Raised in Llano Quemado six miles south of Taos, Lyla Johnston is a Diné (Navajo) poet, activist, musician and anthropologist. She credits poet and part-time professor Anne MacNaughton, who co-founded the Taos Poetry Circus in 1982, with her training as a poet. And Coral Dawn Bernal of Taos Pueblo brought her into the world of Spoken Word Poetry: “Ms. Bernal taught me the importance that beauty has in our lives and how we can make this beauty readily available to everyone through our words.” Lyla’s tribal name, Tate Uha Omani, means “She Carries the Wind.” It reminds her of her purpose as a poet, namely to give voice to her thoughts, to let the wind carry her words. Lyla has won numerous awards for her poems, and served as director of Stanford University’s Spoken Word Collective. At Stanford she also got her degree in Environmental Anthropology. Wishing to bring an indigenous perspective to the field, her research has taken her on many journeys. Lyla traveled to Peru to study menstrual taboos and to Chile to work with the Mapuche people. Her most recent project involves working with the Winnemem Wintu indigenous society to assess the cultural impact of the proposed Shasta Dam water level raise and enlargement of its reservoir. Lyla’s research revealed that with the proposed dam raise, over thirty of their sacred and historical sites that their culture depends on would be flooded. Lyla is championing the people’s claim to their sacred land under the United Nations Declaration of the Rights of Indigenous Peoples.

At her young age, Lyla is no stranger to protecting the rights of Indigenous People. Both she and her mother helped in 2007 when Diné grandmothers and teenagers protested the building of a third power plant in the Desert Rock area near the Four Corners. In 2011 Lyla responded to another crisis. While working with the Winnemem Wintu she received news of four teenage suicides in Taos. Lyla went into action.
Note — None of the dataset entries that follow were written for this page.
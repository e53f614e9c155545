//! Plan store routes.

use axum::{
    Json, Router,
    extract::{Path, Query, State, rejection::JsonRejection},
    http::{StatusCode, header},
    response::{IntoResponse, Response},
    routing::get,
};
use planpago_core::plan::{NewPlan, PlanError, PlanPatch};
use planpago_core::report::ReportService;
use planpago_shared::AppError;
use planpago_shared::types::PlanId;
use serde::Deserialize;
use serde_json::json;
use tracing::{error, info, warn};

use crate::AppState;

/// Creates the plan routes.
pub fn routes() -> Router<AppState> {
    Router::new()
        .route("/plans", get(list_plans).post(create_plan))
        .route(
            "/plans/{id}",
            get(get_plan).put(update_plan).delete(delete_plan),
        )
        .route("/plans/{id}/export", get(export_plan))
        .route("/plans/{id}/excel", get(export_plan))
}

/// Query parameters for listing plans.
#[derive(Debug, Deserialize)]
pub struct ListPlansQuery {
    /// Case-insensitive filter over name, document and labels.
    pub search: Option<String>,
}

// ============================================================================
// Route Handlers
// ============================================================================

/// POST `/plans` - Create a plan and its schedule.
async fn create_plan(
    State(state): State<AppState>,
    payload: Result<Json<NewPlan>, JsonRejection>,
) -> Response {
    let input = match payload {
        Ok(Json(input)) => input,
        Err(rejection) => return rejected_body(&rejection),
    };

    match state.plans.create_plan(input).await {
        Ok(plan) => {
            info!(plan_id = %plan.id, cuotas = plan.cuotas, "Plan created");
            (StatusCode::CREATED, Json(plan)).into_response()
        }
        Err(e) => plan_error_response(e),
    }
}

/// GET `/plans` - List plans, optionally filtered by `search`.
async fn list_plans(
    State(state): State<AppState>,
    Query(query): Query<ListPlansQuery>,
) -> Response {
    match state.plans.list_plans(query.search.as_deref()).await {
        Ok(plans) => (StatusCode::OK, Json(plans)).into_response(),
        Err(e) => plan_error_response(e),
    }
}

/// GET `/plans/{id}` - Fetch one plan.
async fn get_plan(State(state): State<AppState>, Path(id): Path<String>) -> Response {
    let Some(id) = parse_id(&id) else {
        return not_found(&id);
    };

    match state.plans.get_plan(id).await {
        Ok(plan) => (StatusCode::OK, Json(plan)).into_response(),
        Err(e) => plan_error_response(e),
    }
}

/// PUT `/plans/{id}` - Merge a partial update.
async fn update_plan(
    State(state): State<AppState>,
    Path(id): Path<String>,
    payload: Result<Json<PlanPatch>, JsonRejection>,
) -> Response {
    let Some(id) = parse_id(&id) else {
        return not_found(&id);
    };
    let patch = match payload {
        Ok(Json(patch)) => patch,
        Err(rejection) => return rejected_body(&rejection),
    };

    let touched = patch.touched_fields();
    match state.plans.update_plan(id, patch).await {
        Ok(plan) => {
            info!(plan_id = %id, fields = ?touched, "Plan updated");
            (StatusCode::OK, Json(plan)).into_response()
        }
        Err(e) => plan_error_response(e),
    }
}

/// DELETE `/plans/{id}` - Remove a plan. Unknown ids succeed.
async fn delete_plan(State(state): State<AppState>, Path(id): Path<String>) -> Response {
    let Some(id) = parse_id(&id) else {
        return StatusCode::NO_CONTENT.into_response();
    };

    match state.plans.delete_plan(id).await {
        Ok(()) => {
            info!(plan_id = %id, "Plan deleted");
            StatusCode::NO_CONTENT.into_response()
        }
        Err(e) => plan_error_response(e),
    }
}

/// GET `/plans/{id}/export` (also `/plans/{id}/excel`) - Download the plan
/// report as CSV.
async fn export_plan(State(state): State<AppState>, Path(id): Path<String>) -> Response {
    let Some(id) = parse_id(&id) else {
        return not_found(&id);
    };

    let plan = match state.plans.get_plan(id).await {
        Ok(plan) => plan,
        Err(e) => return plan_error_response(e),
    };

    match ReportService::export_csv(&plan) {
        Ok(body) => (
            StatusCode::OK,
            [
                (header::CONTENT_TYPE, "text/csv; charset=utf-8".to_string()),
                (
                    header::CONTENT_DISPOSITION,
                    format!("attachment; filename=\"{}\"", ReportService::file_name(&plan)),
                ),
            ],
            body,
        )
            .into_response(),
        Err(e) => {
            error!(plan_id = %id, error = %e, "Failed to render plan export");
            error_response(&AppError::Internal(e.to_string()))
        }
    }
}

// ============================================================================
// Helpers
// ============================================================================

fn parse_id(raw: &str) -> Option<PlanId> {
    raw.parse().ok()
}

fn not_found(raw: &str) -> Response {
    error_response(&AppError::NotFound(format!("Plan {raw}")))
}

/// Malformed or mistyped request bodies are validation errors.
fn rejected_body(rejection: &JsonRejection) -> Response {
    let app_error = AppError::Validation(rejection.body_text());
    warn!(error = %app_error, "Rejected request body");
    error_response(&app_error)
}

/// Maps plan errors to HTTP responses.
fn plan_error_response(e: PlanError) -> Response {
    let app_error = AppError::from(e);
    match &app_error {
        AppError::Storage(_) | AppError::Internal(_) => {
            error!(error = %app_error, "Plan store failure");
        }
        AppError::Validation(_) => warn!(error = %app_error, "Rejected plan request"),
        AppError::NotFound(_) => {}
    }
    error_response(&app_error)
}

fn error_response(e: &AppError) -> Response {
    let status =
        StatusCode::from_u16(e.status_code()).unwrap_or(StatusCode::INTERNAL_SERVER_ERROR);
    (
        status,
        Json(json!({
            "error": e.error_code(),
            "message": e.to_string()
        })),
    )
        .into_response()
}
She created and helped organize the First Annual Taos Celebration of the Young on Labor Day weekend 2011. The four-day ceremony and celebration provided young people of all ages (0-30 years old) with “myriad physical, intellectual and spiritual gifts.” This included “creative and diverse ways of praying for the young…from running to chanting to dancing to attending Lakota sweat lodge.” In response to another rash of youth tragedies, Lyla organized a second Labor Day event this year renamed the Regeneration Festival. Her mother Pat McCabe, who received the 2003 Outstanding Contribution Award from Americorps’ Rocky Mountain Youth Corps, helped organize both events.

Lyla’s response to such crises comes from a quiet place within:

Once I spent two days praying inside of a pitch black pit in the earth with nothing to eat or drink. I was praying for an answer to how I should spend my time. I was told the following: "Spend your time telling everyone the beautiful news that we are all on the same side."

From that perspective, her path became clear. Lyla’s life goal is to facilitate constructive communication between divided peoples. One way she does that is by following her mother’s lead: “Just get quiet. Take a look. You’ll see. You’ll hear. You’ll feel. And then… you’re gonna sing.”

By Elizabeth Cunningham

Asked to name favorite Taos sights and sites, Pat McCabe replied: “All waterways. I especially love the hot springs in the Rio Grande gorge. Elliott Barker Lake. La Vinateria. Ponce de Leon Springs. At the confluence of the Rio Pueblo and the Rio Grande way up high on the cliffs in the wind. The drive up from the west side of the Taos Junction Bridge. And… oddly…the Alley Cantina for dancing.”

Lyla Johnston revels in “the chamisa, the sagebrush, the junipers, the pines, the arroyos, the hot springs, the rose quartz, the horses, the orchards, the pottery shards...” Her favorite places include The World Cup, the lava corridors of Arroyo Hondo and the ice-cold waters of the Rio Grande when you need a quick winter dip. She adds: “The beautiful crust of the earth has sung to me and held me close.”